PROBLEM TO WORK ON: Beginning with the first line, transcribe the entries below exactly through the line containing "next to the", inclusive.
»»
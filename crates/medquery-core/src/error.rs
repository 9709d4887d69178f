// ── Core error types ──
//
// Failures surfaced by fetches and mutations. These are data, not control
// flow: a fetch failure lands in a subscription's error slot next to the
// stale payload, a mutation failure goes to callbacks and optionally back
// to the awaiting caller. Nothing here is fatal to the process.

use thiserror::Error;

/// Unified error type for the query engine.
#[derive(Debug, Error)]
pub enum QueryError {
    // ── Remote errors ────────────────────────────────────────────────
    /// Non-2xx response from a resource endpoint.
    #[error("API error ({status}): {message}")]
    Api {
        status: u16,
        /// Machine-readable error code from the response body, if any.
        code: Option<String>,
        message: String,
    },

    #[error("{resource} '{id}' not found")]
    NotFound { resource: String, id: String },

    #[error("Validation failed: {message}")]
    Validation { message: String },

    // ── Operation errors ─────────────────────────────────────────────
    #[error("Fetch failed: {message}")]
    Fetch { message: String },

    #[error("Mutation failed: {message}")]
    Mutation { message: String },

    // ── Runtime errors ───────────────────────────────────────────────
    #[error("No tokio runtime available to schedule fetches")]
    NoRuntime,

    #[error("Internal error: {0}")]
    Internal(String),
}

impl QueryError {
    /// Build an [`QueryError::Api`] without an error code.
    pub fn api(status: u16, message: impl Into<String>) -> Self {
        Self::Api {
            status,
            code: None,
            message: message.into(),
        }
    }

    /// HTTP-equivalent status for this failure, when one applies.
    pub fn status(&self) -> Option<u16> {
        match self {
            Self::Api { status, .. } => Some(*status),
            Self::NotFound { .. } => Some(404),
            Self::Validation { .. } => Some(422),
            _ => None,
        }
    }

    pub fn is_auth_error(&self) -> bool {
        self.status() == Some(401)
    }

    pub fn is_permission_error(&self) -> bool {
        self.status() == Some(403)
    }

    /// Text suitable for showing to the patient on a list or detail screen.
    pub fn user_message(&self) -> String {
        match self.status() {
            Some(401) => "Your session has expired. Please log in again.".into(),
            Some(403) => "You do not have permission to perform this action.".into(),
            Some(404) => "The requested resource was not found.".into(),
            Some(422) => "Please check your input and try again.".into(),
            Some(500) => "A server error occurred. Please try again later.".into(),
            Some(503) => {
                "The service is temporarily unavailable. Please try again later.".into()
            }
            _ => {
                let text = match self {
                    Self::Api { message, .. } => message.clone(),
                    other => other.to_string(),
                };
                if text.is_empty() {
                    "An unexpected error occurred.".into()
                } else {
                    text
                }
            }
        }
    }
}

#[cfg(test)]
mod tests {
    use super::*;

    #[test]
    fn status_maps_from_variants() {
        assert_eq!(QueryError::api(401, "nope").status(), Some(401));
        let not_found = QueryError::NotFound {
            resource: "allergy".into(),
            id: "a1".into(),
        };
        assert_eq!(not_found.status(), Some(404));
        assert_eq!(QueryError::NoRuntime.status(), None);
    }

    #[test]
    fn auth_and_permission_checks() {
        assert!(QueryError::api(401, "expired").is_auth_error());
        assert!(!QueryError::api(401, "expired").is_permission_error());
        assert!(QueryError::api(403, "denied").is_permission_error());
    }

    #[test]
    fn user_message_uses_status_text() {
        assert_eq!(
            QueryError::Validation {
                message: "severity is required".into()
            }
            .user_message(),
            "Please check your input and try again."
        );
        assert_eq!(
            QueryError::api(418, "teapot").user_message(),
            "teapot"
        );
        assert_eq!(
            QueryError::api(418, "").user_message(),
            "An unexpected error occurred."
        );
        assert_eq!(
            QueryError::Fetch {
                message: "connection reset".into()
            }
            .user_message(),
            "Fetch failed: connection reset"
        );
    }
}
««
ANSWER FOR THE TASK:
filename crates/medquery-core/src/error.rs
repository 9709d4887d69178f
// ── Core error types ──
//
// Failures surfaced by fetches and mutations. These are data, not control
// flow: a fetch failure lands in a subscription's error slot next to the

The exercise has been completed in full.